Meteorological data were recorded using a weather station Davis Vantage Pro2 (Davis Instruments Corporation, USA) installed in the experimental field at CEFE. Ten meteorological variables (Table 2) were recorded every 30 minutes to derive daily means for the period of the experiment, i.e. from February to July 2021.

Table 2 Recorded meteorological variables and their units.

Data Records

The AraDiv dataset is composed of three data records, which have been deposited in the data.InDoRES repository (https://doi.org/10.48579/PRO/SW1OQD)31 and are described below.

Phenotypic data record

Phenotypic data are organized following the ecological trait‐data standard proposed by Schneider et al.32. Accordingly, data were recorded in a tidy format with the following 12 columns:

  1. 1.

    scientificName: a taxonomic reference to A. thaliana that follows the standard developed by the National Inventory of the Natural Heritage (https://inpn.mnhn.fr/accueil/index?lg=en).

  2. 2.

    X1001g_ID: accession number from the 1001 Genomes Project19 dataset (http://1001genomes.org/).

  3. 3.

    verbatimOccurrenceID: user‐specific identifier defining individual plants. Letters “P” and “A” mark individuals harvested at flowering and at fruit maturation, respectively.

  4. 4.

    verbatimBlockID: user‐specific identifier defining experimental blocks. Letters “P” and “A” mark blocks dedicated to plants harvested at flowering and at fruit maturation, respectively.

  5. 5.

    DateSowing: sowing date.

  6. 6.

    DateHarvest: harvest date.

  7. 7.

    HerbivoryIndex: qualitative herbivory index, ranging from zero to five, defined for the technical validation of reproductive traits (see Technical validation).

  8. 8.

    traitName: trait names according to plant ontologies, namely the Thesaurus of Plant characteristics (TOP33), the Plant Trait Ontology (TO34), and the Crop Ontology (CO34,35).

  9. 9.

    traitValue: trait values.

  10. 10.

    traitUnit: trait units.

  11. 11.

    traitID: Uniform Resource Identifier (URI) for applied trait ontology.

  12. 12.

    taxonID: URI for taxon identification.

NIRS spectral data record

NIRS spectral data file comprises 2,152 columns. The first column is equivalent to the “verbatimOccurrenceID” column previously described, and remaining columns comprise leaf hyperspectral reflectance values in spectral regions from 350 to 2500 nm.

Meteorological data record

Meteorological data were recorded in a tidy format with the following four columns:

  1. 1.

    Date: date from 1st February to 31st July 2021.

  2. 2.

    varName: meteorological variable names.

  3. 3.

    varValue: meteorological variable values.

  4. 4.

    varUnit: meteorological variable units.

Technical Validation

A completely randomized design was adopted in the common garden experiment to minimize confounding effects related to the placement of the pots.

Phenotypic data

Functional trait measures followed standardized procedures described in Pérez-Harguindeguy et al.23, helping to reduce measurement variability. For dealing with measurement errors, we verified each trait for unrealistic extreme values by analyzing deviation from the mean. Values outside a range of µ ± 6σ (µ, mean; σ, standard deviation) were used to filter samples out (N = 2). Because outliers for reproductive traits were often associated with intense herbivory damage, we defined a qualitative herbivory index, ranging from zero to five, to each photographed plant according to the number of herbivores and their traces (e.g., damaged inflorescence stem and/or fruits) that could be detected in the images. Herbivory index for individual plants can be found in the phenotypic data record of the AraDiv dataset and may be used for filtering out possibly biased samples with high herbivory index (i.e., 35 samples with 4–5 herbivory index).

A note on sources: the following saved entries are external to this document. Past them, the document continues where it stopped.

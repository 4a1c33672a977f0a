use std::path::{Path, PathBuf};

use futures::StreamExt;
use sha2::{Digest, Sha256};
use tokio::fs::File;
use tokio::io::AsyncWriteExt;

use crate::client::Client;
use crate::error::DownloadError;
use crate::http::HttpClient;
use crate::progress::{ProgressEvent, SharedProgressReporter};

/// Outcome of a finished download
#[derive(Debug, Clone, PartialEq, Eq)]
pub struct DownloadResult {
    pub path: PathBuf,
    pub bytes_downloaded: u64,
    /// `sha256:<hex>` of the file content
    pub content_hash: String,
}

/// Sibling path the body is streamed into before the final rename
pub fn partial_path(output_path: &Path) -> PathBuf {
    let mut name = output_path.as_os_str().to_os_string();
    name.push(".partial");
    PathBuf::from(name)
}

/// Stream the media at `url` to `output_path`
///
/// The body goes to `<output_path>.partial` first and is hashed on the
/// way; only a complete download is renamed into place. On failure the
/// partial file is removed.
pub async fn download_episode<C: HttpClient>(
    client: &Client<C>,
    url: &str,
    output_path: &Path,
    label: &str,
    reporter: &SharedProgressReporter,
) -> Result<DownloadResult, DownloadError> {
    let partial = partial_path(output_path);

    let result = stream_to_file(client.http(), url, &partial, label, reporter).await;
    let (bytes_downloaded, content_hash) = match result {
        Ok(done) => done,
        Err(err) => {
            let _ = tokio::fs::remove_file(&partial).await;
            reporter.report(ProgressEvent::DownloadFailed {
                label: label.to_string(),
                error: err.to_string(),
            });
            return Err(err);
        }
    };

    reporter.report(ProgressEvent::Finalizing {
        label: label.to_string(),
    });

    tokio::fs::rename(&partial, output_path)
        .await
        .map_err(|source| DownloadError::FileWriteFailed {
            path: output_path.to_path_buf(),
            source,
        })?;

    tracing::debug!(url, path = %output_path.display(), bytes_downloaded, "download finished");

    reporter.report(ProgressEvent::DownloadCompleted {
        label: label.to_string(),
        bytes_downloaded,
        hash: content_hash.clone(),
    });

    Ok(DownloadResult {
        path: output_path.to_path_buf(),
        bytes_downloaded,
        content_hash,
    })
}

async fn stream_to_file<C: HttpClient>(
    http: &C,
    url: &str,
    path: &Path,
    label: &str,
    reporter: &SharedProgressReporter,
) -> Result<(u64, String), DownloadError> {
    let response = http
        .get_stream(url)
        .await
        .map_err(|source| DownloadError::HttpFailed {
            url: url.to_string(),
            source,
        })?;

    if response.status >= 400 {
        return Err(DownloadError::HttpStatus {
            url: url.to_string(),
            status: response.status,
        });
    }

    reporter.report(ProgressEvent::DownloadStarting {
        label: label.to_string(),
        content_length: response.content_length,
    });

    let mut file = File::create(path)
        .await
        .map_err(|source| DownloadError::FileCreateFailed {
            path: path.to_path_buf(),
            source,
        })?;

    let mut hasher = Sha256::new();
    let mut bytes_downloaded: u64 = 0;
    let mut stream = response.body;

    while let Some(chunk) = stream.next().await {
        let chunk = chunk.map_err(|source| DownloadError::StreamFailed {
            url: url.to_string(),
            source,
        })?;

        file.write_all(&chunk)
            .await
            .map_err(|source| DownloadError::FileWriteFailed {
                path: path.to_path_buf(),
                source,
            })?;
        hasher.update(&chunk);
        bytes_downloaded += chunk.len() as u64;

        reporter.report(ProgressEvent::DownloadProgress {
            bytes_downloaded,
            total_bytes: response.content_length,
        });
    }

    file.flush()
        .await
        .map_err(|source| DownloadError::FileWriteFailed {
            path: path.to_path_buf(),
            source,
        })?;

    Ok((bytes_downloaded, format!("sha256:{:x}", hasher.finalize())))
}
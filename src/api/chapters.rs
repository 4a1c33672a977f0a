use std::path::PathBuf;

use crate::client::Client;
use crate::error::ClientError;
use crate::http::HttpClient;
use crate::models::{Chapter, ChapterResponse};
use crate::pagination::Page;
use crate::params::{PaginationParams, Params};

/// Chapter fields; adding a chapter needs `starts_at` and `title`
#[derive(Debug, Clone, Default, PartialEq, Eq)]
pub struct ChapterParams {
    /// Offset in milliseconds
    pub starts_at: Option<u64>,
    pub title: Option<String>,
    pub external_url: Option<String>,
    /// Local image uploaded as the `image_file` part
    pub image_file: Option<PathBuf>,
    pub image_crop: Option<String>,
}

impl ChapterParams {
    pub fn to_params(&self) -> Params {
        let mut params = Params::new();
        params.set_opt("starts_at", self.starts_at);
        params.set_opt("title", self.title.as_deref());
        params.set_opt("external_url", self.external_url.as_deref());
        params.set_opt("image_crop", self.image_crop.as_deref());
        params
    }
}

impl<C: HttpClient> Client<C> {
    pub async fn get_episode_chapters(
        &self,
        episode_id: u64,
        pagination: PaginationParams,
    ) -> Result<Page<Chapter>, ClientError> {
        self.get_page(&format!("/episodes/{episode_id}/chapters"), &pagination.to_params())
            .await
    }

    pub async fn add_chapter(
        &self,
        episode_id: u64,
        chapter: &ChapterParams,
    ) -> Result<Chapter, ClientError> {
        self.require_auth()?;
        if chapter.starts_at.is_none() {
            return Err(ClientError::InvalidArgument("starts_at is required".to_string()));
        }
        if chapter.title.as_deref().is_none_or(|t| t.trim().is_empty()) {
            return Err(ClientError::InvalidArgument("title is required".to_string()));
        }

        self.send_chapter(&format!("/episodes/{episode_id}/chapters"), chapter)
            .await
    }

    pub async fn update_chapter(
        &self,
        episode_id: u64,
        chapter_id: u64,
        chapter: &ChapterParams,
    ) -> Result<Chapter, ClientError> {
        self.require_auth()?;
        self.send_chapter(&format!("/episodes/{episode_id}/chapters/{chapter_id}"), chapter)
            .await
    }

    pub async fn delete_chapter(
        &self,
        episode_id: u64,
        chapter_id: u64,
    ) -> Result<(), ClientError> {
        self.require_auth()?;
        self.delete_no_content(&format!("/episodes/{episode_id}/chapters/{chapter_id}"))
            .await
    }

    pub async fn delete_all_chapters(&self, episode_id: u64) -> Result<(), ClientError> {
        self.require_auth()?;
        self.delete_no_content(&format!("/episodes/{episode_id}/chapters"))
            .await
    }

    async fn send_chapter(
        &self,
        path: &str,
        chapter: &ChapterParams,
    ) -> Result<Chapter, ClientError> {
        let fields = chapter.to_params();
        let response: ChapterResponse = match &chapter.image_file {
            Some(image) => self.post_form_with_file(path, &fields, "image_file", image).await?,
            None => self.post_form(path, &fields).await?,
        };
        Ok(response.chapter)
    }
}
use crate::client::Client;
use crate::error::ClientError;
use crate::http::HttpClient;
use crate::models::{
    CategoriesResponse, Category, Episode, ExploreShow, GooglePlayCategoriesResponse,
    GooglePlayCategory, Language, LanguagesResponse,
};
use crate::pagination::Page;
use crate::params::{PaginationParams, Params};

fn locale_params(locale: Option<&str>) -> Params {
    let mut params = Params::new();
    params.set_opt("c", locale.filter(|l| !l.is_empty()));
    params
}

impl<C: HttpClient> Client<C> {
    /// Show categories, localized when `locale` (e.g. "it_IT") is given
    pub async fn get_show_categories(
        &self,
        locale: Option<&str>,
    ) -> Result<Vec<Category>, ClientError> {
        let response: CategoriesResponse = self
            .get("/show-categories", &locale_params(locale))
            .await?;
        Ok(response.categories)
    }

    pub async fn get_googleplay_categories(&self) -> Result<Vec<GooglePlayCategory>, ClientError> {
        let response: GooglePlayCategoriesResponse =
            self.get("/googleplay-categories", &Params::new()).await?;
        Ok(response.googleplay_categories)
    }

    /// Show languages ordered by code
    pub async fn get_show_languages(
        &self,
        locale: Option<&str>,
    ) -> Result<Vec<Language>, ClientError> {
        let response: LanguagesResponse = self
            .get("/show-languages", &locale_params(locale))
            .await?;
        Ok(response.into_sorted())
    }

    pub async fn get_episodes_by_tag(
        &self,
        tag: &str,
        pagination: PaginationParams,
    ) -> Result<Page<Episode>, ClientError> {
        let tag = urlencoding::encode(tag);
        self.get_page(&format!("/tags/{tag}/episodes"), &pagination.to_params())
            .await
    }

    /// Shows featured in an explore category
    pub async fn get_category_shows(
        &self,
        category_id: u64,
        pagination: PaginationParams,
    ) -> Result<Page<ExploreShow>, ClientError> {
        self.get_page(
            &format!("/explore/categories/{category_id}/items"),
            &pagination.to_params(),
        )
        .await
    }
}
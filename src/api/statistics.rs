use serde::de::DeserializeOwned;

use crate::client::Client;
use crate::error::ClientError;
use crate::http::HttpClient;
use crate::models::{
    DeviceStatistics, EpisodeOverallStatistics, EpisodePlayTotals, FollowersStatistics,
    GeographicStatistics, LikesStatistics, ListenersStatistics, OsStatisticsBreakdown,
    PlayStatistics, ShowOverallStatistics, ShowPlayTotals, SourcesStatistics, StatisticsResponse,
    UserOverallStatistics,
};
use crate::pagination::Page;
use crate::params::{PaginationParams, Params};

use super::with_pagination;

/// Date range and grouping for time-series statistics
///
/// Dates are `YYYY-MM-DD`; `group` is one of "day", "week", "month".
#[derive(Debug, Clone, Default, PartialEq, Eq)]
pub struct StatisticsParams {
    pub from: Option<String>,
    pub to: Option<String>,
    pub group: Option<String>,
    pub precision: Option<u32>,
}

impl StatisticsParams {
    pub fn to_params(&self) -> Params {
        let mut params = Params::new();
        params.set_opt("from", self.from.as_deref());
        params.set_opt("to", self.to.as_deref());
        params.set_opt("group", self.group.as_deref());
        params.set_opt("precision", self.precision.filter(|p| *p > 0));
        params
    }
}

/// The resource a statistics query is about
#[derive(Debug, Clone, Copy, PartialEq, Eq)]
pub enum StatsScope {
    User(u64),
    Show(u64),
    Episode(u64),
}

impl StatsScope {
    fn path(self, suffix: &str) -> String {
        match self {
            Self::User(id) => format!("/users/{id}/statistics{suffix}"),
            Self::Show(id) => format!("/shows/{id}/statistics{suffix}"),
            Self::Episode(id) => format!("/episodes/{id}/statistics{suffix}"),
        }
    }
}

impl<C: HttpClient> Client<C> {
    async fn get_statistics<T: DeserializeOwned>(
        &self,
        path: &str,
        query: &Params,
    ) -> Result<T, ClientError> {
        self.require_auth()?;
        let response: StatisticsResponse<T> = self.get(path, query).await?;
        Ok(response.statistics)
    }

    pub async fn get_user_statistics(
        &self,
        user_id: u64,
    ) -> Result<UserOverallStatistics, ClientError> {
        self.get_statistics(&StatsScope::User(user_id).path(""), &Params::new())
            .await
    }

    pub async fn get_show_statistics(
        &self,
        show_id: u64,
    ) -> Result<ShowOverallStatistics, ClientError> {
        self.get_statistics(&StatsScope::Show(show_id).path(""), &Params::new())
            .await
    }

    pub async fn get_episode_statistics(
        &self,
        episode_id: u64,
    ) -> Result<EpisodeOverallStatistics, ClientError> {
        self.get_statistics(&StatsScope::Episode(episode_id).path(""), &Params::new())
            .await
    }

    pub async fn get_play_statistics(
        &self,
        scope: StatsScope,
        params: &StatisticsParams,
    ) -> Result<Vec<PlayStatistics>, ClientError> {
        self.get_statistics(&scope.path("/plays"), &params.to_params())
            .await
    }

    pub async fn get_likes_statistics(
        &self,
        scope: StatsScope,
        params: &StatisticsParams,
    ) -> Result<Vec<LikesStatistics>, ClientError> {
        self.get_statistics(&scope.path("/likes"), &params.to_params())
            .await
    }

    pub async fn get_sources_statistics(
        &self,
        scope: StatsScope,
        params: &StatisticsParams,
    ) -> Result<SourcesStatistics, ClientError> {
        self.get_statistics(&scope.path("/sources"), &params.to_params())
            .await
    }

    pub async fn get_devices_statistics(
        &self,
        scope: StatsScope,
        params: &StatisticsParams,
    ) -> Result<Vec<DeviceStatistics>, ClientError> {
        self.get_statistics(&scope.path("/devices"), &params.to_params())
            .await
    }

    pub async fn get_os_statistics(
        &self,
        scope: StatsScope,
        params: &StatisticsParams,
    ) -> Result<OsStatisticsBreakdown, ClientError> {
        self.get_statistics(&scope.path("/os"), &params.to_params())
            .await
    }

    /// Country and city breakdown; not available per episode
    pub async fn get_geographic_statistics(
        &self,
        scope: StatsScope,
        params: &StatisticsParams,
    ) -> Result<GeographicStatistics, ClientError> {
        if let StatsScope::Episode(_) = scope {
            return Err(ClientError::InvalidArgument(
                "geographic statistics are only available for users and shows".to_string(),
            ));
        }
        self.get_statistics(&scope.path("/geographics"), &params.to_params())
            .await
    }

    pub async fn get_user_followers_statistics(
        &self,
        user_id: u64,
        params: &StatisticsParams,
    ) -> Result<Vec<FollowersStatistics>, ClientError> {
        self.get_statistics(&StatsScope::User(user_id).path("/followers"), &params.to_params())
            .await
    }

    pub async fn get_show_listeners_statistics(
        &self,
        show_id: u64,
        params: &StatisticsParams,
    ) -> Result<Vec<ListenersStatistics>, ClientError> {
        self.get_statistics(&StatsScope::Show(show_id).path("/listeners"), &params.to_params())
            .await
    }

    /// Play totals for every show of a user
    pub async fn get_user_shows_play_totals(
        &self,
        user_id: u64,
        params: &StatisticsParams,
        pagination: PaginationParams,
    ) -> Result<Page<ShowPlayTotals>, ClientError> {
        self.require_auth()?;
        self.get_page(
            &format!("/users/{user_id}/shows/statistics/plays/totals"),
            &with_pagination(params.to_params(), pagination),
        )
        .await
    }

    /// Play totals for every episode of a show
    pub async fn get_show_episodes_play_totals(
        &self,
        show_id: u64,
        params: &StatisticsParams,
        pagination: PaginationParams,
    ) -> Result<Page<EpisodePlayTotals>, ClientError> {
        self.require_auth()?;
        self.get_page(
            &format!("/shows/{show_id}/episodes/statistics/plays/totals"),
            &with_pagination(params.to_params(), pagination),
        )
        .await
    }
}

The intraspecific phenotypic variation assessed in this study is shown in Fig. 4.

Fig. 4
figure 4

Histograms showing variation in vegetative (a) phenological (b) and reproductive (c) traits.

NIRS prediction for LNC

NIRS prediction accuracy was verified by comparing observed and predicted LNC values using Vasseur’s et al.14 model (Fig. 3b). Prediction performances were estimated through the coefficient of determination (R²) and the root mean square error (RMSE, %).